Rifiutato centinaia di volte. Quando qualcuno decide di investire soldi in un film, certo vogliono fare buona arte ma anche riguadagnare la cifra investita e fare più quattrini. Quando leggevano il rigo di presentazione del film “Film d’epoca, dramma sull’HIV, eroe omofobico”, scappavano tutti. Il film ovviamente era ben altro, ma molti si sono spaventati proprio per questo.

Perdere 20 chili non è un’impresa da poco, in particolare rimanendo in salute e mantenendo le energie che servono per interpretare un ruolo così impegnativo.
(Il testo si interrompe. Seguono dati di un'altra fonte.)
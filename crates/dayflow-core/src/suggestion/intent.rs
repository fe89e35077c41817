//! Scheduling-intent scoring.
//!
//! Combines the raw AI confidence with signals read from the request into
//! a weighted average. The effective score is the larger of the two, so
//! the heuristic can promote a medium confidence but never demote one.

use serde::{Deserialize, Serialize};

use super::parser::{has_scheduling_intent, has_urgency, parse_time_of_day};
use super::Suggestion;

/// Weights of the composite score. They need not sum to one.
#[derive(Debug, Clone, Copy, PartialEq, Serialize, Deserialize)]
#[serde(default)]
pub struct IntentWeights {
    pub confidence: f64,
    pub intent: f64,
    pub explicit_time: f64,
    pub urgency: f64,
    pub specificity: f64,
}

impl Default for IntentWeights {
    fn default() -> Self {
        Self {
            confidence: 0.5,
            intent: 0.2,
            explicit_time: 0.15,
            urgency: 0.05,
            specificity: 0.1,
        }
    }
}

impl IntentWeights {
    fn total(&self) -> f64 {
        self.confidence + self.intent + self.explicit_time + self.urgency + self.specificity
    }

    pub fn validate(&self) -> Result<(), String> {
        let all = [
            self.confidence,
            self.intent,
            self.explicit_time,
            self.urgency,
            self.specificity,
        ];
        if all.iter().any(|w| !w.is_finite() || *w < 0.0) {
            return Err("weights must be finite and non-negative".into());
        }
        if self.confidence <= 0.0 {
            return Err("confidence weight must be positive".into());
        }
        Ok(())
    }
}

/// Signals observed in one request
#[derive(Debug, Clone, Copy, Default, PartialEq, Serialize)]
pub struct IntentSignals {
    pub scheduling_intent: bool,
    pub explicit_time: bool,
    pub urgency: bool,
    /// 1.0 for a single concrete suggestion, 0.0 otherwise
    pub specificity: f64,
}

impl IntentSignals {
    pub fn from_request(text: &str, suggestions: &[Suggestion]) -> Self {
        Self {
            scheduling_intent: has_scheduling_intent(text),
            explicit_time: parse_time_of_day(text).is_some()
                || suggestions.iter().any(|s| s.start_time.is_some()),
            urgency: has_urgency(text),
            specificity: if suggestions.len() == 1 { 1.0 } else { 0.0 },
        }
    }

    /// Weighted average of `confidence` and the observed signals.
    pub fn composite(&self, confidence: f64, weights: &IntentWeights) -> f64 {
        let flag = |on: bool| if on { 1.0 } else { 0.0 };
        let sum = weights.confidence * confidence
            + weights.intent * flag(self.scheduling_intent)
            + weights.explicit_time * flag(self.explicit_time)
            + weights.urgency * flag(self.urgency)
            + weights.specificity * self.specificity;
        let total = weights.total();
        if total > 0.0 {
            sum / total
        } else {
            confidence
        }
    }

    /// Score used for routing: never below `confidence`.
    pub fn effective(&self, confidence: f64, weights: &IntentWeights) -> f64 {
        let confidence = confidence.clamp(0.0, 1.0);
        self.composite(confidence, weights)
            .max(confidence)
            .clamp(0.0, 1.0)
    }
}

#[cfg(test)]
mod tests {
    use super::*;
    use chrono::Duration;

    fn one() -> Vec<Suggestion> {
        vec![Suggestion::new("Dentist", Duration::minutes(60), 0.6)]
    }

    #[test]
    fn strong_signals_lift_medium_confidence() {
        let signals = IntentSignals::from_request("Schedule the dentist at 3pm", &one());
        assert!(signals.scheduling_intent && signals.explicit_time);
        let score = signals.effective(0.6, &IntentWeights::default());
        assert!((score - 0.75).abs() < 1e-9);
    }

    #[test]
    fn weak_signals_never_lower_confidence() {
        let signals = IntentSignals::from_request("hmm", &[]);
        assert_eq!(signals, IntentSignals::default());
        assert_eq!(signals.effective(0.9, &IntentWeights::default()), 0.9);
    }

    #[test]
    fn suggestion_start_counts_as_explicit_time() {
        let mut suggestions = one();
        suggestions[0].start_time = Some(chrono::Utc::now());
        let signals = IntentSignals::from_request("dentist", &suggestions);
        assert!(signals.explicit_time);
    }

    #[test]
    fn weights_validation() {
        assert!(IntentWeights::default().validate().is_ok());
        let negative = IntentWeights {
            urgency: -0.1,
            ..IntentWeights::default()
        };
        assert!(negative.validate().is_err());
    }
}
Come ha fatto?

Ho perso così tanti chili sono con una precisione specifica e grande impegno. Innanzitutto mi sono consultato con un medico, che mi ha consigliato la cifra di chili da perdere (appunto una ventina). Mi sono dato quattro mesi, perdevo circa un paio di chili la settimana, e l’ho fatto rinchiudendomi da eremita in casa. Non uscivo mai, ho evitato di partecipare ad eventi sociali: chiuso in casa circondandomi di cose delle quali si sarebbe circondato anche Ron, il protagonista. Da quel momento ho cominciato a seguire questo regime, ma la cosa sorprendente è che più perdevo energie dal collo in giù, ne guadagnavo dal collo in su. Avevo bisogno di meno ore di sonno, avevo sempre una carica e un’energia che è esattamente quanto successo a Ron: man mano che si rinsecchiva nel corpo, la sua mente era sempre più vitale ed energetica. Come un uccellino che si affaccia al nido, affamato e desideroso di vita. La perdita di peso è stata quindi sublimata dalla mia mente.

Dallas Buyers Club Matthew McConaughey

Qual è stato il ruolo cruciale che è stato rivelatore delle sue possibilità, anche per il mondo di Hollywood? 

Probabilmente il ruolo che mi ha fatto notare sotto altre luci è stato The Lincoln Lawyer, ben criticato e con buoni riscontri al botteghino. Ha fatto tornare indietro le persone ad un’altro ruolo che ho interpretato agli inizi, Il Momento di Uccidere.

Cosa ha appreso interpretando il ruolo di Ron Woodroof?

La lezione di vita che ho appreso da Ron è che se vuoi qualcosa, fallo da solo. Interpretarlo me lo ha ricordato.

Hollywood ha sempre apprezzato le trasformazioni estreme, in particolare dal bello al brutto. La sua interpretazione sarebbe rimasta ugualmente acclamata senza i 23 chili in meno?

La portata alla quale si può spingere un essere umano non rappresenta necessariamente la misura della buona arte. A volte può essere espressione del sé, ma non dell’arte. Il fatto che io abbia perso tutto quel peso può avere rappresentato il valore che poteva rappresentare lo shock prima di vedere il film, ma nel momento in cui ci si siede in sala non è il film di Matthew McConaughey che è diventato secco, ma il film che parla di Ron Woodroof. È successo anche a me: ho visto il film e dopo la prima scena mi ero completamente immerso nella storia, quasi dimenticando che l’avessi interpretato io. Lo stesso vale credo anche per Jared Leto e la sua trasformazione: è sempre però la storia a prendere il sopravvento.

Come è stato accolto il film dalla comunità gay? 

È stato accolto molto bene. Molte persone sono venute a congratularsi, ricordandosi di quel terribile periodo. Andando a rivedere la fine degli anni ’80 in feffetti all’epoca l’argomento era taboo: era una vergogna essere affetti da questa malattia. Oggi per esempio mi rendo conto che magari alcune persone che conoscevo erano affette da HIV, ma non avevano avuto il coraggio di dirlo perché era una cosa da nascondere. Questo film è importante anche per le nuove generazioni, che non hanno idea di come era all’epoca, di come veniva affontato il virus all’inizio, come operava l’FDA. Possiamo parlarne senza vergogna, mentre ai tempi si veniva messi da parte dalla società, isolati da tutto e tutti come si faceva con i lebbrosi. Il film può sicuramente aiutare a capire i passi che sono stati fatti, e quelli che si possono ancora compiere per sconfiggere questa piaga.

The Dallas Buyers Club uscirà in Italia il 30 gennaio 2014 distribuito da Good Films.